In Wales, where he assumed the alias Dr Moger, suggested by his wife's maiden name, he was given refuge at the home of Gwynfor Evans, the leader of Plaid Cymru. After being deprived of his job as a French tutor at University College, Swansea, and at a Catholic College in Llandeilo, he moved to Ireland to avoid arrest, and there settled with his wife and young children, assuming the name Sean Mauger. In Connemara he set up a successful lobster farm, and continued writing, editing and organising for the Breton cause. The French Government exonerated him of all charges in 1958, after which he was allowed to return to Brittany.

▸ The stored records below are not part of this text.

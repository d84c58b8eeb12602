//! Proxy server and connection accept loop.

use super::handler::{handle_request, RequestContext};
use anyhow::Context;
use hyper::server::conn::http1;
use hyper::service::service_fn;
use hyper_util::rt::TokioIo;
use std::net::SocketAddr;
use std::sync::Arc;
use tokio::net::TcpListener;
use tracing::{debug, info};

/// The HTTP proxy server. Binds once, then serves each accepted
/// connection on its own task.
pub struct ProxyServer {
    listener: TcpListener,
    ctx: Arc<RequestContext>,
}

impl ProxyServer {
    pub async fn bind(addr: SocketAddr, ctx: RequestContext) -> anyhow::Result<Self> {
        let listener = TcpListener::bind(addr)
            .await
            .with_context(|| format!("failed to bind {addr}"))?;
        Ok(Self {
            listener,
            ctx: Arc::new(ctx),
        })
    }

    /// The address actually bound, useful when binding port 0.
    pub fn local_addr(&self) -> anyhow::Result<SocketAddr> {
        self.listener
            .local_addr()
            .context("failed to read local address")
    }

    pub async fn run(self) -> anyhow::Result<()> {
        info!(addr = %self.local_addr()?, "proxy listening");
        loop {
            let (stream, remote_addr) = self
                .listener
                .accept()
                .await
                .context("failed to accept connection")?;
            let ctx = Arc::clone(&self.ctx);

            tokio::spawn(async move {
                let io = TokioIo::new(stream);
                let service =
                    service_fn(move |req| handle_request(Arc::clone(&ctx), remote_addr, req));

                if let Err(e) = http1::Builder::new()
                    .serve_connection(io, service)
                    .await
                {
                    debug!(error = %e, client = %remote_addr, "connection ended with error");
                }
            });
        }
    }
}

A prolific writer, he wrote an influential book, L'Europe aux Cents Drapeaux (1968), translated as Towards a Federal Europe: Nations or States? (1980). He argued eloquently in favour of "a third Europe" or "a Europe of the peoples", in which Bretons, Basques, Catalans, Occitans, Galicians, Flemings, Frisians, Scots and Welsh would be among the minorities granted self-determination in a federal Europe.

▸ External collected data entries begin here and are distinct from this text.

//! Request handling and the per-request decision state machine.
//!
//! Every request is independently classified against the current
//! routing snapshot, then routed through one of the handling modes:
//! stubbed replay, backed record-with-fallback, tampered, passthrough,
//! or a 404 when the host is configured but nothing matched.

use super::forwarder::{self, CaptureTarget};
use super::{error_response, HttpClient, ProxyBody};
use crate::classify::{classify, HandlingMode};
use crate::config::{ConfigHandle, HostConfig, RouteSection};
use crate::stub::{respond_with_stub, StubIdentity, StubStore};
use http_body_util::{BodyExt, LengthLimitError, Limited};
use hyper::body::{Bytes, Incoming};
use hyper::http::request::Parts;
use hyper::{Request, Response};
use std::convert::Infallible;
use std::net::SocketAddr;
use std::sync::Arc;
use tracing::{debug, error, warn};

/// Largest request body buffered for a backed-mode retry. Backed mode
/// needs the whole body in memory so the same request can be re-sent
/// on the passthrough fallback; bodies over this limit are refused.
const MAX_BUFFERED_REQUEST: usize = 10 * 1024 * 1024;

/// Shared state handed to every request handler.
pub struct RequestContext {
    pub client: HttpClient,
    pub store: Arc<StubStore>,
    pub config: Arc<ConfigHandle>,
}

/// Extract the request's host and optional port, preferring the URI
/// authority (absolute-form proxy requests) over the Host header.
fn request_host<B>(req: &Request<B>) -> Option<(String, Option<u16>)> {
    if let Some(authority) = req.uri().authority() {
        return Some((authority.host().to_string(), authority.port_u16()));
    }
    let host = req.headers().get(hyper::header::HOST)?.to_str().ok()?;
    match host.rsplit_once(':') {
        Some((name, port)) => match port.parse() {
            Ok(port) => Some((name.to_string(), Some(port))),
            Err(_) => Some((host.to_string(), None)),
        },
        None => Some((host.to_string(), None)),
    }
}

fn not_handled() -> Response<ProxyBody> {
    error_response(404, "no stub or route matched this request")
}

/// Handle a single proxied request.
///
/// The routing snapshot is loaded once at the top; config reloads
/// swapped in mid-flight never affect a request already in progress.
pub async fn handle_request(
    ctx: Arc<RequestContext>,
    remote_addr: SocketAddr,
    req: Request<Incoming>,
) -> Result<Response<ProxyBody>, Infallible> {
    let snapshot = ctx.config.snapshot();

    let Some((host, port)) = request_host(&req) else {
        return Ok(error_response(400, "request carries no host"));
    };
    let host_cfg = snapshot.host(&host, port).map(Arc::clone);
    let host_cfg = host_cfg.as_deref();

    let path = req.uri().path().to_string();
    let query = req.uri().query().map(str::to_string);
    let mode = classify(host_cfg, &path);
    debug!(%host, %path, ?mode, client = %remote_addr, "classified request");

    // The stub identity folds in the port only when it is explicit and
    // not the default.
    let identity_port = port.filter(|p| *p != 80);
    let identity = StubIdentity::resolve(req.method(), &host, identity_port, &path, query.as_deref());

    match mode {
        HandlingMode::Stubbed(rule_name) => {
            let section = host_cfg.map(|h| &h.stubs);
            let rule = section.and_then(|s| s.rule(&rule_name));
            match respond_with_stub(&ctx.store, &identity, host_cfg, section, rule).await {
                Ok(Some(response)) => Ok(response),
                Ok(None) => {
                    if passthrough_allowed(host_cfg) {
                        debug!(%host, %path, "stub miss, passing through");
                        forward_or_bad_gateway(&ctx, req, remote_addr, &host, port, host_cfg).await
                    } else {
                        Ok(not_handled())
                    }
                }
                Err(e) => {
                    error!(error = %e, path = %identity.relative_path().display(), "stub read failed");
                    Ok(error_response(500, "failed to read stored capture"))
                }
            }
        }
        HandlingMode::Backed(rule_name) => {
            let (parts, body) = req.into_parts();
            let body = match buffer_request_body(body).await {
                Ok(bytes) => bytes,
                Err(response) => return Ok(response),
            };
            Ok(handle_backed(
                &ctx, &rule_name, parts, body, remote_addr, &host, port, host_cfg, &identity,
            )
            .await)
        }
        HandlingMode::Tampered(_) | HandlingMode::Passthrough => {
            forward_or_bad_gateway(&ctx, req, remote_addr, &host, port, host_cfg).await
        }
        HandlingMode::Unhandled => Ok(not_handled()),
    }
}

/// Buffer a request body up to [`MAX_BUFFERED_REQUEST`], answering
/// with a ready-made error response when it cannot be held in memory.
async fn buffer_request_body<B>(body: B) -> Result<Bytes, Response<ProxyBody>>
where
    B: hyper::body::Body<Data = Bytes>,
    B::Error: Into<Box<dyn std::error::Error + Send + Sync>>,
{
    match Limited::new(body, MAX_BUFFERED_REQUEST).collect().await {
        Ok(collected) => Ok(collected.to_bytes()),
        Err(e) if e.is::<LengthLimitError>() => {
            warn!(limit = MAX_BUFFERED_REQUEST, "request body too large to buffer");
            Err(error_response(413, "request body too large"))
        }
        Err(e) => {
            warn!(error = %e, "failed to read request body");
            Err(error_response(400, "failed to read request body"))
        }
    }
}

fn passthrough_allowed(host_cfg: Option<&HostConfig>) -> bool {
    host_cfg.map(|h| h.passthrough).unwrap_or(true)
}

async fn forward_or_bad_gateway(
    ctx: &RequestContext,
    req: Request<Incoming>,
    remote_addr: SocketAddr,
    host: &str,
    port: Option<u16>,
    host_cfg: Option<&HostConfig>,
) -> Result<Response<ProxyBody>, Infallible> {
    match forwarder::forward_streaming(&ctx.client, req, remote_addr, host, port, host_cfg).await {
        Ok(response) => Ok(response),
        Err(e) => {
            warn!(error = %e, %host, "upstream request failed");
            Ok(error_response(502, "upstream request failed"))
        }
    }
}

/// Backed mode: try the live upstream and capture the response; on any
/// failure fall back to the last committed capture, and only then to
/// passthrough (without capturing) or a 404.
#[allow(clippy::too_many_arguments)]
async fn handle_backed(
    ctx: &RequestContext,
    rule_name: &str,
    parts: Parts,
    body: Bytes,
    remote_addr: SocketAddr,
    host: &str,
    port: Option<u16>,
    host_cfg: Option<&HostConfig>,
    identity: &StubIdentity,
) -> Response<ProxyBody> {
    let section: Option<&RouteSection> = host_cfg.map(|h| &h.backed);
    let rule = section.and_then(|s| s.rule(rule_name));

    if let Some((section, rule)) = section.zip(rule) {
        let capture = CaptureTarget {
            store: &ctx.store,
            identity,
            section,
            rule,
        };
        match forwarder::forward_buffered(
            &ctx.client,
            &parts,
            body.clone(),
            remote_addr,
            host,
            port,
            host_cfg,
            Some(capture),
        )
        .await
        {
            Ok(response) => return response,
            Err(e) => {
                warn!(error = %e, %host, "live upstream unusable, falling back to capture");
            }
        }
    }

    // Fallback: serve the last committed capture if there is one.
    match respond_with_stub(&ctx.store, identity, host_cfg, section, rule).await {
        Ok(Some(response)) => response,
        Ok(None) => {
            if passthrough_allowed(host_cfg) {
                debug!(%host, "no capture to fall back on, passing through");
                match forwarder::forward_buffered(
                    &ctx.client,
                    &parts,
                    body,
                    remote_addr,
                    host,
                    port,
                    host_cfg,
                    None,
                )
                .await
                {
                    Ok(response) => response,
                    Err(e) => {
                        warn!(error = %e, %host, "passthrough retry failed");
                        error_response(502, "upstream request failed")
                    }
                }
            } else {
                not_handled()
            }
        }
        Err(e) => {
            error!(error = %e, path = %identity.relative_path().display(), "stub read failed");
            error_response(500, "failed to read stored capture")
        }
    }
}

Jean-Adolphe Fouéré, as he was known to the French civil state, was born in 1910 at Aignon, in Gascony, the son of a Breton senior civil servant. He was educated in St Brieuc and the Lycée Montaigne and Lycée Louis-le-Grand, two of the best secondary schools in Paris, later taking degrees in Law, the Humanities and Political Science at the Sorbonne. His passion for all things Breton was awakened when, as a schoolboy, he read Breiz Atao ("Brittany for ever"), the newspaper of the Parti National Breton which commanded the support of many nationalists and was later to be accused of collaboration. He followed his father into the Ministry of the Interior but, with his political opinions constrained, soon opted for the life of a journalist in Brittany.

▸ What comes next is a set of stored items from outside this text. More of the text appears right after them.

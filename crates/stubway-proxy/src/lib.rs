//! Stubway: a development-time HTTP intermediary.
//!
//! Stubway sits between a client application and its upstream APIs.
//! Each request is classified against a hot-reloadable per-host
//! configuration and then stubbed from disk, forwarded live while
//! being recorded, or passed straight through. Captured responses are
//! plain files keyed by a deterministic identity derived from the
//! request shape, so they can be inspected and edited by hand.
//!
//! # Example
//!
//! ```no_run
//! use std::sync::Arc;
//! use stubway_proxy::config::{Config, ConfigHandle, RoutingSnapshot};
//! use stubway_proxy::proxy::{create_http_client, ProxyServer, RequestContext};
//! use stubway_proxy::stub::StubStore;
//!
//! #[tokio::main]
//! async fn main() -> anyhow::Result<()> {
//!     let config = Config::from_file("config.yaml")?;
//!     let handle = Arc::new(ConfigHandle::new(RoutingSnapshot::from_config(&config)));
//!     let ctx = RequestContext {
//!         client: create_http_client(&config.connection_pool),
//!         store: Arc::new(StubStore::new("./stubs")),
//!         config: handle,
//!     };
//!     let server = ProxyServer::bind(([127, 0, 0, 1], 3000).into(), ctx).await?;
//!     server.run().await
//! }
//! ```

pub mod classify;
pub mod config;
pub mod matcher;
pub mod proxy;
pub mod stub;
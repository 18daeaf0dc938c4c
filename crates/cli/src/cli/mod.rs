//! CLI schema and parsing helpers for the facet binary.

use std::path::PathBuf;

use clap::{Args, Parser, Subcommand};
use facet_menu::BaseOption;

#[derive(Parser, Debug)]
#[command(name = "facet")]
#[command(about = "Inspect filter queries and drive filter menus")]
#[command(version)]
/// Command-line arguments.
pub struct Cli {
	/// Configuration file (TOML)
	#[arg(short, long, global = true, value_name = "PATH")]
	pub config: Option<PathBuf>,

	/// Verbose logging
	#[arg(short, long, global = true)]
	pub verbose: bool,

	/// Subcommand to execute.
	#[command(subcommand)]
	pub command: Command,
}

/// Available subcommands.
#[derive(Subcommand, Debug)]
pub enum Command {
	/// Print the values of a filter query as JSON
	Parse {
		/// Filter query, e.g. "owner:me status:running"
		query: String,
	},
	/// Print the normalized form of a filter query
	Normalize {
		/// Filter query
		query: String,
	},
	/// List configured presets, or print the query of one
	Presets {
		/// Preset name
		name: Option<String>,
	},
	/// Run a filter menu over a fixed option list and print the result as JSON
	Menu(MenuArgs),
}

/// Arguments for `facet menu`.
#[derive(Args, Debug)]
pub struct MenuArgs {
	/// Filter key the menu controls
	#[arg(long, default_value = "owner")]
	pub key: String,

	/// Persisted filter query to start from
	#[arg(long, default_value = "")]
	pub filter: String,

	/// Menu options as `value` or `value=Label` (comma-separated)
	#[arg(long, value_delimiter = ',', value_parser = parse_option, required = true)]
	pub options: Vec<BaseOption>,

	/// Selected value; overrides the one found in --filter
	#[arg(long)]
	pub value: Option<String>,

	/// Search text typed into the menu
	#[arg(long, default_value = "")]
	pub query: String,

	/// Select the option with this value once the menu has loaded
	#[arg(long, value_name = "VALUE")]
	pub select: Option<String>,
}

/// Parses `value` or `value=Label` into an option.
///
/// A missing or blank label falls back to the value.
pub fn parse_option(s: &str) -> Result<BaseOption, String> {
	let (value, label) = s.split_once('=').unwrap_or((s, s));
	let value = value.trim();
	if value.is_empty() {
		return Err(format!("option {s:?} has no value"));
	}
	let label = match label.trim() {
		"" => value,
		label => label,
	};
	Ok(BaseOption::new(value, label))
}
//! Filter query string protocol.
//!
//! A filter query is a single string of space-separated `key:value` tokens,
//! persisted verbatim (usually in a URL search parameter):
//!
//! ```text
//! owner:me status:running template:docker
//! ```
//!
//! # Grammar
//!
//! * Tokens are separated by single spaces. Empty tokens are skipped.
//! * A token is split at its **first** colon; everything after it is the value,
//!   so `url:http://x` has the value `http://x`.
//! * Tokens without a colon or with an empty value are dropped.
//! * There is no escaping. A value containing a space is split into two tokens.
//!
//! # Normalization
//!
//! [`parse`] never fails and [`serialize`] omits empty values, so a round trip
//! normalizes rather than preserves: duplicate keys collapse, malformed tokens
//! disappear, and tokens come back in insertion order. The result is stable
//! after one pass: `parse(&serialize(&parse(q))) == parse(q)` for every `q`.

mod values;

pub use values::FilterValues;

/// Conventional store key under which the filter query is persisted.
pub const DEFAULT_FILTER_KEY: &str = "filter";

/// Parses a filter query into values.
///
/// Malformed tokens are ignored; this function has no failure mode.
pub fn parse(query: &str) -> FilterValues {
	let mut values = FilterValues::new();
	if query.is_empty() {
		return values;
	}

	for token in query.split(' ') {
		let Some((key, value)) = token.split_once(':') else {
			continue;
		};
		if value.is_empty() {
			continue;
		}
		values.insert(key, value);
	}

	values
}

/// Serializes values into a filter query.
///
/// Entries with empty values are omitted.
pub fn serialize(values: &FilterValues) -> String {
	let mut out = String::new();
	for (key, value) in values.iter() {
		if value.is_empty() {
			continue;
		}
		out.push_str(key);
		out.push(':');
		out.push_str(value);
		out.push(' ');
	}
	out.trim_matches(' ').to_string()
}

/// Returns `serialize(parse(query))`.
pub fn normalize(query: &str) -> String {
	serialize(&parse(query))
}

/// Anything that can be written as a filter query: raw strings pass through,
/// values are serialized.
pub trait IntoQuery {
	fn into_query(self) -> String;
}

impl IntoQuery for &str {
	fn into_query(self) -> String {
		self.to_string()
	}
}

impl IntoQuery for String {
	fn into_query(self) -> String {
		self
	}
}

impl IntoQuery for &String {
	fn into_query(self) -> String {
		self.clone()
	}
}

impl IntoQuery for &FilterValues {
	fn into_query(self) -> String {
		serialize(self)
	}
}

impl IntoQuery for FilterValues {
	fn into_query(self) -> String {
		serialize(&self)
	}
}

After the war hewas Secretary General of the Comité Consultatif de Bretagne and edited its newspaper, La Bretagne, which later became L'Avenir de la Bretagne, the organ of the Mouvement pour l'Organisation de la Bretagne (MOB). I first met him in 1961 shortly after he had co-founded the Breton branch of the Celtic League. Innocuous though this initiative was, he still had a reputation as a militant and, in the eyes of the authorities, he was a dangerous separatist. In October 1975, together with some 50 others, he was arrested on suspicion of involvement in preparations by the Front de Libération de la Bretagne (FLB) for a bombing campaign against building nuclear power stations in Brittany. He spent 105 days in La Santé prison in Paris but was released under a general amnesty.

In 1972 he founded Strollad ar Vro (SAV) and in 1981 led the formation of Parti pour l'Organisation d'une Bretagne Libre (POBL), both groups on the right of the political spectrum, neither of which met with any electoral success. His autobiography, one of a dozen books he wrote over the years, appeared in two parts: La Patrie Interdite in 1987 and La Maison de Connemara in 1995. But his most important initiative was the creation in 1999 of Institut de Documentation Bretonne et Européenne, which now houses his invaluable archive of material relating to the history and social life of Brittany. In the absence of a Breton national library it will serve as his monument.

Yann Fouéré (Jean-Adolphe Fouéré), Breton activist and European federalist: born Aignan, Gers, France 26 July 1910; married 1939 Marie-Magdeleine Mauger (two sons, three daughters); died Saint Brieuc, Brittany 21 October 2011.